How is Coronavirus Transmitted?
Coronavirus is spread from an infected person through:
Droplets spread when a person coughs or sneezes
Close personal contact such as touching or shaking hands
Touching an object or surface with the virus on it, then touching your mouth, nose or eyes before washing your hands
Structure and Properties
Coronaviruses are large RNA viruses with spikes on them, vaguely resembling that of a crown. Hence, the name CORONAvirus, as “corona” means crown in Latin. Strains of Coronaviruses are common throughout the animal world with varying effects ranging from mild to severe.
Alpha & Beta Coronavirus
The two major categories of Coronavirus in humans are Alpha-Coronavirus and Beta-Coronavirus. SARS-CoV-2 is a Beta-Coronavirus, as are MERS and SARS. Compared to SARS, SARS-CoV-2 appears to be more transmissible, meaning having a higher average number of people infected by someone who is already infected.
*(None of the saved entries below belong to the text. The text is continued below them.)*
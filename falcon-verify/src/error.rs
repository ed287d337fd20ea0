use thiserror::Error;

// VERIFICATION ERROR
// ================================================================================================

/// Error type shared by signature decoding and verification.
///
/// The three variants are deliberately coarse: they mirror the failure taxonomy
/// of the classic C API, where callers dispatch on a small stable set of codes
/// rather than on diagnostic detail.
#[derive(Debug, Clone, Copy, PartialEq, Eq, Error)]
pub enum VerifyError {
    /// Malformed or inconsistent byte framing of the public key or signature.
    ///
    /// This is never a statement about cryptographic validity: the bytes do not
    /// even constitute a well-formed encoding.
    #[error("malformed public key or signature encoding")]
    InvalidFormat,
    /// The bytes parse, but the signature fails the cryptographic check, or the
    /// header asserts a scheme variant this verifier does not support.
    #[error("signature verification failed")]
    InvalidSignature,
    /// The caller violated the parameter contract, independent of byte content.
    #[error("signature type is not one of the recognized values")]
    InvalidArgument,
}

// VERIFICATION OUTCOME
// ================================================================================================

/// Outcome of a verification call.
///
/// [`Outcome::code`] exposes the stable numeric codes used by legacy callers:
/// non-negative for a valid signature, -3/-4/-5 for the failure variants.
#[derive(Debug, Clone, Copy, PartialEq, Eq)]
pub enum Outcome {
    /// The signature is a valid proof of authorship under the public key.
    Valid,
    /// See [`VerifyError::InvalidFormat`].
    InvalidFormat,
    /// See [`VerifyError::InvalidSignature`].
    InvalidSignature,
    /// See [`VerifyError::InvalidArgument`].
    InvalidArgument,
}

impl Outcome {
    /// Returns the stable interchange code for this outcome.
    pub const fn code(self) -> i32 {
        match self {
            Outcome::Valid => 0,
            Outcome::InvalidFormat => -3,
            Outcome::InvalidSignature => -4,
            Outcome::InvalidArgument => -5,
        }
    }

    /// Returns true if the signature was accepted.
    pub const fn is_valid(self) -> bool {
        matches!(self, Outcome::Valid)
    }
}

impl From<VerifyError> for Outcome {
    fn from(error: VerifyError) -> Self {
        match error {
            VerifyError::InvalidFormat => Outcome::InvalidFormat,
            VerifyError::InvalidSignature => Outcome::InvalidSignature,
            VerifyError::InvalidArgument => Outcome::InvalidArgument,
        }
    }
}

impl From<Result<(), VerifyError>> for Outcome {
    fn from(result: Result<(), VerifyError>) -> Self {
        match result {
            Ok(()) => Outcome::Valid,
            Err(error) => error.into(),
        }
    }
}

// TESTS
// ================================================================================================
Transmissibility is captured by the basic reproduction number (R0), the number of people likely to catch an infection from someone who’s been infected themselves. If a virus has an R0 under one, it’s likely to die out. Estimates of the R0 for the Novel Coronavirus range from a median of 1.95 (given by the WHO early on) to a median of 2.28 or 2.79 (with a range of 1.6-4.2) suggested by other studies, depending on the time point and population (e.g. the passengers aboard the Diamond Princess cruise ship versus other populations not on a cruise ship). For comparison, seasonal flu has an R0 of 1.28, H1N1 influenza is at 1.4-1.6, the 1918 influenza pandemic was around 1.8, and SARS was in the range of 2-5.
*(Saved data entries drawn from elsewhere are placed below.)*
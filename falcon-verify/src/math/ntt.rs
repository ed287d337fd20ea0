//! Number theoretic transform over `Z_q`, `q = 12289`.
//!
//! Multiplication in `Z_q[x]/(x^n + 1)` is negacyclic, so the plain cyclic NTT
//! does not apply directly. The standard trick is to pre-scale the inputs by
//! powers of a primitive 2n-th root of unity `psi` (whose square is the n-th
//! root used by the cyclic transform) and post-scale the inverse transform, at
//! which point pointwise multiplication in the transformed domain computes the
//! product modulo `x^n + 1` without any explicit reduction.

use num::One;

use super::FalconFelt;

// 7 is a primitive 2048-th root of unity modulo 12289, large enough for the
// maximum ring dimension n = 1024.
const PSI_2048: u16 = 7;
const PSI_2048_ORDER: u32 = 2048;

/// Returns a primitive 2n-th root of unity for the given ring dimension.
fn psi(n: usize) -> FalconFelt {
    debug_assert!(n.is_power_of_two() && n <= (PSI_2048_ORDER / 2) as usize);
    FalconFelt::new(PSI_2048).exp(PSI_2048_ORDER / (2 * n as u32))
}

fn bit_reverse(mut value: usize, bits: u32) -> usize {
    let mut result = 0;
    for _ in 0..bits {
        result = (result << 1) | (value & 1);
        value >>= 1;
    }
    result
}

/// In-place iterative cyclic NTT (Cooley-Tukey, bit-reversed input order).
fn cyclic(values: &mut [FalconFelt], omega: FalconFelt) {
    let n = values.len();
    let bits = n.trailing_zeros();

    for i in 0..n {
        let j = bit_reverse(i, bits);
        if i < j {
            values.swap(i, j);
        }
    }

    let mut len = 2;
    while len <= n {
        let wlen = omega.exp((n / len) as u32);
        for chunk in values.chunks_mut(len) {
            let mut w = FalconFelt::one();
            for k in 0..len / 2 {
                let even = chunk[k];
                let odd = chunk[k + len / 2] * w;
                chunk[k] = even + odd;
                chunk[k + len / 2] = even - odd;
                w *= wlen;
            }
        }
        len <<= 1;
    }
}

/// Maps a polynomial of `Z_q[x]/(x^n + 1)` to the NTT domain: the i-th output
/// is the evaluation at `psi^(2i + 1)`.
pub(crate) fn forward(coefficients: &mut [FalconFelt]) {
    let n = coefficients.len();
    let psi = psi(n);

    let mut scale = FalconFelt::one();
    for c in coefficients.iter_mut() {
        *c *= scale;
        scale *= psi;
    }

    cyclic(coefficients, psi * psi);
}

/// Inverse of [`forward`]: recovers the coefficients from the NTT domain.
pub(crate) fn inverse(values: &mut [FalconFelt]) {
    let n = values.len();
    let psi_inv = psi(n).inverse_or_zero();
    let n_inv = FalconFelt::new(n as u16).inverse_or_zero();

    cyclic(values, psi_inv * psi_inv);

    let mut scale = n_inv;
    for v in values.iter_mut() {
        *v *= scale;
        scale *= psi_inv;
    }
}

/// Pointwise product of two polynomials in the NTT domain.
pub(crate) fn hadamard(a: &mut [FalconFelt], b: &[FalconFelt]) {
    debug_assert_eq!(a.len(), b.len());
    for (x, y) in a.iter_mut().zip(b.iter()) {
        *x *= *y;
    }
}

// TESTS
// ================================================================================================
An R0 greater than 1 doesn’t mean that a major epidemic is inevitable, or that the virus will spread uncontrolled. Interventions can limited transmission rates, such as disease surveillance, isolation of cases, closing schools, safety measures at airports, and in the future, possibly immunizations.
Organ systems (Lungs)
The effects on lungs are highly variable, seeming to be more diverse than initially anticipated. On CT scans, “ground-glass” opacities are commonly seen in the lungs, referring to fluid buildup or thickening of tissue where air spaces should normally be. Additional patterns in the lungs that suggest pneumonia as a cause of tissue injury are also appearing. COVID-19 seems to have especially harmful impacts on the lower respiratory tract. That’s because the primary human receptor for the SARS S glycoprotein, called human angiotensin-converting enzyme 2 (ACE2), is mainly found in the lower respiratory tract. There appear to be three major manifestations of lung symptoms: mild illness with upper respiratory tract symptoms, pneumonia that isn’t life-threatening, and severe pneumonia with acute respiratory distress syndrome (ARDS). The latter course can start with mild symptoms for around a week and then progress rapidly to much difficulty breathing, requiring life support.
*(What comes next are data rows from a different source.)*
use alloc::vec::Vec;

use crate::{
    SIG_HEADER_LEN, SIG_NONCE_LEN,
    error::VerifyError,
    math::{FalconFelt, Polynomial},
    sizes::{max_sig_bits, sig_ct_size, sig_padded_size},
};

// NONCE
// ================================================================================================

/// The 40-byte salt hashed together with the message.
#[derive(Debug, Clone, Copy, PartialEq, Eq)]
pub struct Nonce([u8; SIG_NONCE_LEN]);

impl Nonce {
    pub fn from_bytes(bytes: [u8; SIG_NONCE_LEN]) -> Self {
        Self(bytes)
    }

    pub fn as_bytes(&self) -> &[u8; SIG_NONCE_LEN] {
        &self.0
    }
}

// SIGNATURE TYPE
// ================================================================================================

/// Caller-declared signature serialization, mirroring the classic C API
/// constants.
#[derive(Debug, Clone, Copy, PartialEq, Eq)]
pub enum SignatureType {
    /// Accept either the compressed or the constant-time serialization, as
    /// announced by the signature header.
    Inferred = 0,
    /// Variable-length compressed serialization (header nibble 3).
    Compressed = 1,
    /// Compressed serialization padded to a fixed length (header nibble 3).
    Padded = 2,
    /// Fixed-width constant-time serialization (header nibble 5).
    ConstantTime = 3,
}

impl SignatureType {
    /// Maps a raw C-style type constant to a variant; anything outside `0..=3`
    /// is not a type at all.
    pub const fn from_raw(raw: u32) -> Option<Self> {
        match raw {
            0 => Some(Self::Inferred),
            1 => Some(Self::Compressed),
            2 => Some(Self::Padded),
            3 => Some(Self::ConstantTime),
            _ => None,
        }
    }
}

// Resolved wire framing, after reconciling the declared type with the header
// byte.
enum Framing {
    Compressed { padded: bool },
    ConstantTime,
}

const HEADER_NIBBLE_COMPRESSED: u8 = 3;
const HEADER_NIBBLE_CT: u8 = 5;

// SIGNATURE
// ================================================================================================

/// A decoded Falcon signature: the nonce and the short polynomial `s2`.
#[derive(Debug, Clone, PartialEq, Eq)]
pub struct Signature {
    logn: u8,
    nonce: Nonce,
    s2: Polynomial<FalconFelt>,
}

impl Signature {
    /// Decodes a signature, enforcing the framing rules of the declared
    /// serialization and the degree exponent of the accompanying public key.
    ///
    /// A [`VerifyError::InvalidSignature`] is only produced by
    /// [`SignatureType::Inferred`] when the header announces neither known
    /// serialization; every other defect is a format error.
    pub fn decode(
        bytes: &[u8],
        declared: SignatureType,
        logn: u8,
    ) -> Result<Self, VerifyError> {
        if bytes.len() <= SIG_HEADER_LEN {
            return Err(VerifyError::InvalidFormat);
        }

        let header = bytes[0];
        let nibble = header >> 4;
        let framing = match declared {
            SignatureType::Inferred => match nibble {
                HEADER_NIBBLE_COMPRESSED => Framing::Compressed { padded: false },
                HEADER_NIBBLE_CT => Framing::ConstantTime,
                _ => return Err(VerifyError::InvalidSignature),
            },
            SignatureType::Compressed => {
                if nibble != HEADER_NIBBLE_COMPRESSED {
                    return Err(VerifyError::InvalidFormat);
                }
                Framing::Compressed { padded: false }
            },
            SignatureType::Padded => {
                if nibble != HEADER_NIBBLE_COMPRESSED {
                    return Err(VerifyError::InvalidFormat);
                }
                if bytes.len() != sig_padded_size(logn) {
                    return Err(VerifyError::InvalidFormat);
                }
                Framing::Compressed { padded: true }
            },
            SignatureType::ConstantTime => {
                if nibble != HEADER_NIBBLE_CT {
                    return Err(VerifyError::InvalidFormat);
                }
                Framing::ConstantTime
            },
        };

        if let Framing::ConstantTime = framing {
            if bytes.len() != sig_ct_size(logn) {
                return Err(VerifyError::InvalidFormat);
            }
        }

        if header & 0x0f != logn {
            return Err(VerifyError::InvalidFormat);
        }

        let mut nonce = [0_u8; SIG_NONCE_LEN];
        nonce.copy_from_slice(&bytes[1..SIG_HEADER_LEN]);

        let n = 1_usize << logn;
        let payload = &bytes[SIG_HEADER_LEN..];
        let coefficients = match framing {
            Framing::Compressed { padded } => comp_decode(payload, n, padded)?,
            Framing::ConstantTime => trim_decode(payload, n, max_sig_bits(logn))?,
        };

        Ok(Signature {
            logn,
            nonce: Nonce::from_bytes(nonce),
            s2: coefficients.as_slice().into(),
        })
    }

    pub fn logn(&self) -> u8 {
        self.logn
    }

    pub fn nonce(&self) -> &Nonce {
        &self.nonce
    }

    /// The short polynomial `s2` carried by the signature.
    pub fn sig_poly(&self) -> &Polynomial<FalconFelt> {
        &self.s2
    }
}

// CODECS
// ================================================================================================

/// Decodes n coefficients from the compressed (Golomb-Rice-like)
/// serialization: per coefficient one sign bit, seven low mantissa bits, then
/// a unary-coded high part terminated by a 1 bit.
///
/// With `padded` set, bytes left over after the last coefficient must all be
/// zero; otherwise the payload must be consumed exactly.
fn comp_decode(payload: &[u8], n: usize, padded: bool) -> Result<Vec<i16>, VerifyError> {
    let mut coefficients = Vec::with_capacity(n);
    let mut acc = 0_u32;
    let mut acc_len = 0_u32;
    let mut v = 0_usize;

    for _ in 0..n {
        if v >= payload.len() {
            return Err(VerifyError::InvalidFormat);
        }
        acc = (acc << 8) | payload[v] as u32;
        v += 1;
        let b = acc >> acc_len;
        let sign = b & 0x80 != 0;
        let mut m = b & 0x7f;

        loop {
            if acc_len == 0 {
                if v >= payload.len() {
                    return Err(VerifyError::InvalidFormat);
                }
                acc = (acc << 8) | payload[v] as u32;
                v += 1;
                acc_len = 8;
            }
            acc_len -= 1;
            if (acc >> acc_len) & 1 != 0 {
                break;
            }
            m += 128;
            if m > 2047 {
                return Err(VerifyError::InvalidFormat);
            }
        }

        // The encoding of -0 is forbidden; accepting it would make the
        // serialization malleable.
        if sign && m == 0 {
            return Err(VerifyError::InvalidFormat);
        }
        coefficients.push(if sign { -(m as i16) } else { m as i16 });
    }

    // Unused bits of the last consumed byte must be zero.
    if acc & ((1 << acc_len) - 1) != 0 {
        return Err(VerifyError::InvalidFormat);
    }

    if padded {
        if payload[v..].iter().any(|&b| b != 0) {
            return Err(VerifyError::InvalidFormat);
        }
    } else if v != payload.len() {
        return Err(VerifyError::InvalidFormat);
    }

    Ok(coefficients)
}

/// Decodes n coefficients from the constant-time serialization: fixed-width
/// `bits`-wide big-endian two's-complement fields. The most negative field
/// value is reserved and rejected.
fn trim_decode(payload: &[u8], n: usize, bits: u32) -> Result<Vec<i16>, VerifyError> {
    let needed = (n * bits as usize).div_ceil(8);
    if payload.len() != needed {
        return Err(VerifyError::InvalidFormat);
    }

    let mask1 = (1_u32 << bits) - 1;
    let mask2 = 1_u32 << (bits - 1);
    let mut coefficients = Vec::with_capacity(n);
    let mut acc = 0_u32;
    let mut acc_len = 0_u32;
    let mut v = 0_usize;

    for _ in 0..n {
        while acc_len < bits {
            acc = (acc << 8) | payload[v] as u32;
            v += 1;
            acc_len += 8;
        }
        acc_len -= bits;
        let w = (acc >> acc_len) & mask1;
        if w == mask2 {
            return Err(VerifyError::InvalidFormat);
        }
        let value = w as i32 - (((w & mask2) as i32) << 1);
        coefficients.push(value as i16);
    }

    if acc & ((1 << acc_len) - 1) != 0 {
        return Err(VerifyError::InvalidFormat);
    }

    Ok(coefficients)
}

// TESTS
// ================================================================================================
Effects on the Immune System
Patients with COVID-19 commonly have low levels of lymphocytes, which may be associated with mortality and symptom severity.
3.2 Inflammatory Signalling
COVID-19, along with MERS and SARS, all showed exceptionally high levels of proinflammatory cytokines in serum, including IL1B, IFNγ, IP10, and MCP1. Cytokine storm, which is a massive overproduction of immune cells in response to infection, appears to be associated with the severity of COVID-19. Elevated CRP levels are common in patients admitted to hospitals for COVID-19.
Effects on Mortality
The case fatality rate of COVID-19 is uncertain, and continually being updated with new evidence by international and national health agencies. It appears to be somewhere around 2%. MERS had a much higher rate (roughly around 35%),[ as did SARS (roughly around 10%).